__Stored items__
#####

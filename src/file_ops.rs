// src/file_ops.rs
//! File-level encryption/decryption convenience
//!
//! Thin wrappers that run a file through the streaming pipeline without
//! buffering it whole. The IV returned by `encrypt_file` must be stored by
//! the caller — the output file holds only ciphertext.

use std::fs::File;
use std::io;
use std::path::Path;

use crate::crypto::stream::{decrypt_stream, encrypt_stream, EncryptedStream};
use crate::error::Result;
use crate::iv::Iv;
use crate::key_ops::CipherKey;

/// Encrypt a file on disk, streaming. Returns the IV needed to decrypt it.
pub fn encrypt_file<P: AsRef<Path>>(input_path: P, output_path: P, key: &CipherKey) -> Result<Iv> {
    let source = File::open(input_path.as_ref())?;
    let mut sink = File::create(output_path.as_ref())?;

    let EncryptedStream { mut reader, iv } = encrypt_stream(source, key)?;
    io::copy(&mut reader, &mut sink)?;
    Ok(iv)
}

/// Decrypt a file on disk, streaming. Returns the plaintext size in bytes.
pub fn decrypt_file<P: AsRef<Path>>(
    input_path: P,
    output_path: P,
    key: &CipherKey,
    iv: &Iv,
) -> Result<u64> {
    let source = File::open(input_path.as_ref())?;
    let mut reader = decrypt_stream(source, key, iv)?;
    let mut sink = File::create(output_path.as_ref())?;

    let plaintext_size_bytes = io::copy(&mut reader, &mut sink)?;
    Ok(plaintext_size_bytes)
}
use super::health;
use super::state::ApiState;
use utoipa_axum::router::OpenApiRouter;
use utoipa_axum::routes;

/// Routes served regardless of which slices are registered.
pub fn system_router() -> OpenApiRouter<ApiState> {
    OpenApiRouter::new().routes(routes!(health::health_handler))
}
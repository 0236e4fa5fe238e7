use brgy_kernel::config::{load_config, load_config_with_env};
use brgy_kernel::domain::config::ApiConfig;
use std::io::Write;

fn vars(pairs: &[(&str, &str)]) -> Vec<(String, String)> {
    pairs.iter().map(|(k, v)| ((*k).to_owned(), (*v).to_owned())).collect()
}

#[test]
fn missing_file_yields_defaults() {
    let dir = tempfile::tempdir().unwrap();
    let cfg: ApiConfig = load_config_with_env(Some(dir.path().join("absent.toml")), vars(&[]))
        .expect("defaults without a file");

    assert_eq!(cfg.server.port, 8080);
    assert_eq!(cfg.database.url, "mem://");
    assert_eq!(cfg.logging.level, "info");
}

#[test]
fn file_values_are_loaded() {
    let mut file = tempfile::Builder::new().suffix(".toml").tempfile().unwrap();
    writeln!(
        file,
        r#"
[server]
port = 9443

[database]
url = "ws://db.internal:8000"
namespace = "brgy"
database = "prod"

[evidence]
vision_model = "vision-large"
"#
    )
    .unwrap();

    let cfg: ApiConfig = load_config_with_env(Some(file.path()), vars(&[])).unwrap();
    assert_eq!(cfg.server.port, 9443);
    assert_eq!(cfg.database.url, "ws://db.internal:8000");
    assert_eq!(cfg.evidence.vision_model, "vision-large");
    assert_eq!(cfg.evidence.text_model, "gpt-4o-mini");
}

#[test]
fn environment_overrides_file() {
    let mut file = tempfile::Builder::new().suffix(".toml").tempfile().unwrap();
    writeln!(file, "[server]\nport = 9443\n").unwrap();

    let cfg: ApiConfig = load_config_with_env(
        Some(file.path()),
        vars(&[
            ("BRGY__SERVER__PORT", "7000"),
            ("BRGY__EVIDENCE__API_KEY", "sk-from-env"),
            ("BRGY__SECURITY__IDENTITY__JWT__SECRET", "env-secret"),
            ("UNRELATED__SERVER__PORT", "1"),
        ]),
    )
    .unwrap();

    assert_eq!(cfg.server.port, 7000);
    assert_eq!(cfg.evidence.api_key.as_deref(), Some("sk-from-env"));
    assert_eq!(cfg.security.identity.jwt.secret, "env-secret");
}

#[test]
fn malformed_values_are_errors() {
    let mut file = tempfile::Builder::new().suffix(".toml").tempfile().unwrap();
    writeln!(file, "[server]\nport = \"not-a-port\"\n").unwrap();

    assert!(load_config::<ApiConfig>(Some(file.path())).is_err());
}
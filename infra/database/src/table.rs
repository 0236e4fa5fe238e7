//! Typed row helpers keyed by bare string ids.
//!
//! Rows are stored as `table:id` records; every read projects `record::id(id)` back into a
//! plain `id` string so the domain structs never see engine record ids.

use crate::Database;
use crate::error::{DatabaseError, DatabaseErrorExt};
use serde::Serialize;
use serde::de::DeserializeOwned;
use serde_json::Value;
use std::fmt::Write as _;
use tracing::instrument;

const ROW_PROJECTION: &str = "*, record::id(id) AS id";
const DEFAULT_ORDER: &str = "created_at";

/// Filter, ordering and paging for table reads.
///
/// Field names are interpolated into the statement, so they must be code constants;
/// values are always bound as parameters.
#[derive(Debug, Clone)]
pub struct Query {
    filters: Vec<(&'static str, Value)>,
    order_by: &'static str,
    descending: bool,
    limit: Option<u32>,
    offset: u32,
}

impl Default for Query {
    fn default() -> Self {
        Self { filters: Vec::new(), order_by: DEFAULT_ORDER, descending: true, limit: None, offset: 0 }
    }
}

impl Query {
    /// Newest rows first, no filter, no limit.
    #[must_use]
    pub fn new() -> Self {
        Self::default()
    }

    /// Adds an equality filter; all filters are combined with `AND`.
    #[must_use]
    pub fn filter(mut self, field: &'static str, value: impl Into<Value>) -> Self {
        self.filters.push((field, value.into()));
        self
    }

    #[must_use]
    pub const fn order_by(mut self, field: &'static str, descending: bool) -> Self {
        self.order_by = field;
        self.descending = descending;
        self
    }

    #[must_use]
    pub const fn limit(mut self, limit: u32) -> Self {
        self.limit = Some(limit);
        self
    }

    #[must_use]
    pub const fn offset(mut self, offset: u32) -> Self {
        self.offset = offset;
        self
    }

    fn where_clause(&self) -> String {
        let mut clause = String::new();
        for (index, (field, _)) in self.filters.iter().enumerate() {
            let joiner = if index == 0 { " WHERE " } else { " AND " };
            let _ = write!(clause, "{joiner}{field} = $f{index}");
        }
        clause
    }

    fn select_statement(&self) -> String {
        let mut statement =
            format!("SELECT {ROW_PROJECTION} FROM type::table($table){}", self.where_clause());
        let direction = if self.descending { "DESC" } else { "ASC" };
        let _ = write!(statement, " ORDER BY {} {direction}", self.order_by);
        if self.limit.is_some() {
            statement.push_str(" LIMIT $limit");
        }
        if self.offset > 0 {
            statement.push_str(" START $offset");
        }
        statement
    }
}

/// One bucket of a `GROUP BY` count.
#[derive(Debug, Clone, PartialEq, Eq, serde::Deserialize)]
pub struct GroupCount {
    #[serde(default)]
    pub key: Option<String>,
    pub count: u64,
}

#[derive(Debug, serde::Deserialize)]
struct Total {
    count: u64,
}

impl Database {
    /// Reads the rows of `table` matching `query`.
    ///
    /// # Errors
    /// Returns [`DatabaseError::Surreal`] if the statement fails or rows do not deserialize.
    #[instrument(skip(self, query), fields(table = table))]
    pub async fn select_all<T: DeserializeOwned>(
        &self,
        table: &'static str,
        query: &Query,
    ) -> Result<Vec<T>, DatabaseError> {
        let mut request = self.query(query.select_statement()).bind(("table", table));
        for (index, (_, value)) in query.filters.iter().enumerate() {
            request = request.bind((format!("f{index}"), value.clone()));
        }
        if let Some(limit) = query.limit {
            request = request.bind(("limit", limit));
        }
        if query.offset > 0 {
            request = request.bind(("offset", query.offset));
        }

        request
            .await
            .context(format!("Selecting from {table}"))?
            .take::<Vec<T>>(0)
            .context(format!("Decoding rows of {table}"))
    }

    /// Reads a single row by id.
    ///
    /// # Errors
    /// Returns [`DatabaseError::Surreal`] if the statement fails or the row does not deserialize.
    pub async fn select_one<T: DeserializeOwned>(
        &self,
        table: &'static str,
        id: &str,
    ) -> Result<Option<T>, DatabaseError> {
        let rows = self
            .query(format!("SELECT {ROW_PROJECTION} FROM type::thing($table, $id)"))
            .bind(("table", table))
            .bind(("id", id.to_owned()))
            .await
            .context(format!("Fetching {table}:{id}"))?
            .take::<Vec<T>>(0)
            .context(format!("Decoding {table}:{id}"))?;
        Ok(rows.into_iter().next())
    }

    /// Returns the first row whose `field` equals `value`.
    ///
    /// # Errors
    /// See [`Database::select_all`].
    pub async fn find_first<T: DeserializeOwned>(
        &self,
        table: &'static str,
        field: &'static str,
        value: impl Into<Value>,
    ) -> Result<Option<T>, DatabaseError> {
        let query = Query::new().filter(field, value).limit(1);
        Ok(self.select_all(table, &query).await?.into_iter().next())
    }

    /// Inserts a new row under `id`. An `id` member of `content` is ignored.
    ///
    /// # Errors
    /// * [`DatabaseError::Conflict`] if the id or a unique index value is taken.
    /// * [`DatabaseError::Validation`] if `content` is not a JSON object.
    #[instrument(skip(self, content), fields(table = table))]
    pub async fn create<T: Serialize>(
        &self,
        table: &'static str,
        id: &str,
        content: &T,
    ) -> Result<(), DatabaseError> {
        let data = row_content(content)?;
        self.query("CREATE type::thing($table, $id) CONTENT $data RETURN NONE")
            .bind(("table", table))
            .bind(("id", id.to_owned()))
            .bind(("data", data))
            .await
            .context(format!("Creating {table}:{id}"))?
            .check()
            .map_err(|e| DatabaseError::classify(e, format!("Creating {table}:{id}")))?;
        Ok(())
    }

    /// Inserts or fully replaces the row under `id`.
    ///
    /// # Errors
    /// * [`DatabaseError::Conflict`] if a unique index value is taken by another row.
    /// * [`DatabaseError::Validation`] if `content` is not a JSON object.
    #[instrument(skip(self, content), fields(table = table))]
    pub async fn upsert<T: Serialize>(
        &self,
        table: &'static str,
        id: &str,
        content: &T,
    ) -> Result<(), DatabaseError> {
        let data = row_content(content)?;
        self.query("UPSERT type::thing($table, $id) CONTENT $data RETURN NONE")
            .bind(("table", table))
            .bind(("id", id.to_owned()))
            .bind(("data", data))
            .await
            .context(format!("Upserting {table}:{id}"))?
            .check()
            .map_err(|e| DatabaseError::classify(e, format!("Upserting {table}:{id}")))?;
        Ok(())
    }

    /// Merges `patch` into an existing row and returns the row afterwards.
    ///
    /// Returns `Ok(None)` when no row has this id; missing rows are never created.
    ///
    /// # Errors
    /// * [`DatabaseError::Conflict`] if the patch violates a unique index.
    /// * [`DatabaseError::Validation`] if `patch` is not a JSON object.
    #[instrument(skip(self, patch), fields(table = table))]
    pub async fn merge<T: DeserializeOwned>(
        &self,
        table: &'static str,
        id: &str,
        patch: impl Serialize,
    ) -> Result<Option<T>, DatabaseError> {
        let data = row_content(&patch)?;
        let mut response = self
            .query("UPDATE type::thing($table, $id) MERGE $data RETURN NONE")
            .query(format!("SELECT {ROW_PROJECTION} FROM type::thing($table, $id)"))
            .bind(("table", table))
            .bind(("id", id.to_owned()))
            .bind(("data", data))
            .await
            .context(format!("Merging into {table}:{id}"))?;

        if let Some(e) = response.take_errors().into_values().next() {
            return Err(DatabaseError::classify(e, format!("Merging into {table}:{id}")));
        }

        let rows = response.take::<Vec<T>>(1).context(format!("Decoding {table}:{id}"))?;
        Ok(rows.into_iter().next())
    }

    /// Deletes a row. Returns whether it existed.
    ///
    /// # Errors
    /// Returns [`DatabaseError::Surreal`] if the lookup or the delete itself fails
    /// (e.g. a table event rejects it); the row is then still present.
    #[instrument(skip(self), fields(table = table))]
    pub async fn delete(&self, table: &'static str, id: &str) -> Result<bool, DatabaseError> {
        let mut response = self
            .query("SELECT VALUE record::id(id) FROM type::thing($table, $id)")
            .query("DELETE type::thing($table, $id)")
            .bind(("table", table))
            .bind(("id", id.to_owned()))
            .await
            .context(format!("Deleting {table}:{id}"))?;

        if let Some(e) = response.take_errors().into_values().next() {
            return Err(DatabaseError::classify(e, format!("Deleting {table}:{id}")));
        }

        let existing = response.take::<Vec<String>>(0).context(format!("Deleting {table}:{id}"))?;
        Ok(!existing.is_empty())
    }

    /// Counts the rows matching the filters of `query` (ordering and paging are ignored).
    ///
    /// # Errors
    /// Returns [`DatabaseError::Surreal`] if the statement fails.
    pub async fn count(&self, table: &'static str, query: &Query) -> Result<u64, DatabaseError> {
        let statement =
            format!("SELECT count() AS count FROM type::table($table){} GROUP ALL", query.where_clause());
        let mut request = self.query(statement).bind(("table", table));
        for (index, (_, value)) in query.filters.iter().enumerate() {
            request = request.bind((format!("f{index}"), value.clone()));
        }

        let total = request
            .await
            .context(format!("Counting {table}"))?
            .take::<Option<Total>>(0)
            .context(format!("Counting {table}"))?;
        Ok(total.map_or(0, |t| t.count))
    }

    /// Counts rows per distinct value of `field`.
    ///
    /// # Errors
    /// Returns [`DatabaseError::Surreal`] if the statement fails.
    pub async fn count_by(
        &self,
        table: &'static str,
        field: &'static str,
    ) -> Result<Vec<GroupCount>, DatabaseError> {
        self.query(format!(
            "SELECT {field} AS key, count() AS count FROM type::table($table) GROUP BY key"
        ))
        .bind(("table", table))
        .await
        .context(format!("Grouping {table} by {field}"))?
        .take::<Vec<GroupCount>>(0)
        .context(format!("Grouping {table} by {field}"))
    }
}

/// Serializes row content as a JSON object without an `id` member.
fn row_content<T: Serialize + ?Sized>(content: &T) -> Result<Value, DatabaseError> {
    match serde_json::to_value(content).context("Serializing row content")? {
        Value::Object(mut map) => {
            map.remove("id");
            Ok(Value::Object(map))
        }
        other => Err(DatabaseError::Validation {
            message: format!("Row content must be an object, got {other}").into(),
            context: None,
        }),
    }
}
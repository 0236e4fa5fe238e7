use axum::http::StatusCode;
use brgy_kernel::server::ApiError;
use std::borrow::Cow;
use tracing::error;

/// Provisioning slice error type.
#[derive(Debug, thiserror::Error)]
pub enum ProvisioningError {
    #[error("Validation error{}: {message}", format_context(.context))]
    Validation { message: Cow<'static, str>, context: Option<Cow<'static, str>> },

    #[error("Conflict{}: {message}", format_context(.context))]
    Conflict { message: Cow<'static, str>, context: Option<Cow<'static, str>> },

    #[error("Directory error{}: {source}", format_context(.context))]
    Store {
        #[source]
        source: brgy_database::DatabaseError,
        context: Option<Cow<'static, str>>,
    },

    /// A step failed after earlier steps were (possibly only partly) rolled back.
    #[error("{message}{}", format_context(.context))]
    Step { message: Cow<'static, str>, context: Option<Cow<'static, str>> },
}

impl ProvisioningError {
    pub(crate) fn validation(message: impl Into<Cow<'static, str>>) -> Self {
        Self::Validation { message: message.into(), context: None }
    }

    #[must_use]
    pub const fn is_conflict(&self) -> bool {
        match self {
            Self::Conflict { .. } => true,
            Self::Store { source, .. } => source.is_conflict(),
            _ => false,
        }
    }
}

pub trait ProvisioningErrorExt<T> {
    fn context(self, context: impl Into<Cow<'static, str>>) -> Result<T, ProvisioningError>;
}

impl<T> ProvisioningErrorExt<T> for Result<T, brgy_database::DatabaseError> {
    fn context(self, context: impl Into<Cow<'static, str>>) -> Result<T, ProvisioningError> {
        self.map_err(|source| ProvisioningError::Store { source, context: Some(context.into()) })
    }
}

impl From<ProvisioningError> for ApiError {
    fn from(err: ProvisioningError) -> Self {
        match err {
            ProvisioningError::Validation { message, .. } => Self::bad_request(message),
            ProvisioningError::Conflict { message, .. } => Self::conflict(message),
            ProvisioningError::Step { message, .. } => Self::internal(message),
            ProvisioningError::Store { .. } => {
                error!(error = %err, "Provisioning store failure");
                Self::new(StatusCode::INTERNAL_SERVER_ERROR, "Account directory unavailable")
            }
        }
    }
}

fn format_context(context: &Option<Cow<'static, str>>) -> Cow<'static, str> {
    context.as_ref().map_or(Cow::Borrowed(""), |c| Cow::Owned(format!(" ({c})")))
}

#####

__Problem description__
Reproduce every line in the records above that contains the word "source".

__Output__
    let source = File::open(input_path.as_ref())?;
    let EncryptedStream { mut reader, iv } = encrypt_stream(source, key)?;
    let source = File::open(input_path.as_ref())?;
    let mut reader = decrypt_stream(source, key, iv)?;
    #[error("Directory error{}: {source}", format_context(.context))]
        #[source]
        source: brgy_database::DatabaseError,
            Self::Store { source, .. } => source.is_conflict(),
        self.map_err(|source| ProvisioningError::Store { source, context: Some(context.into()) })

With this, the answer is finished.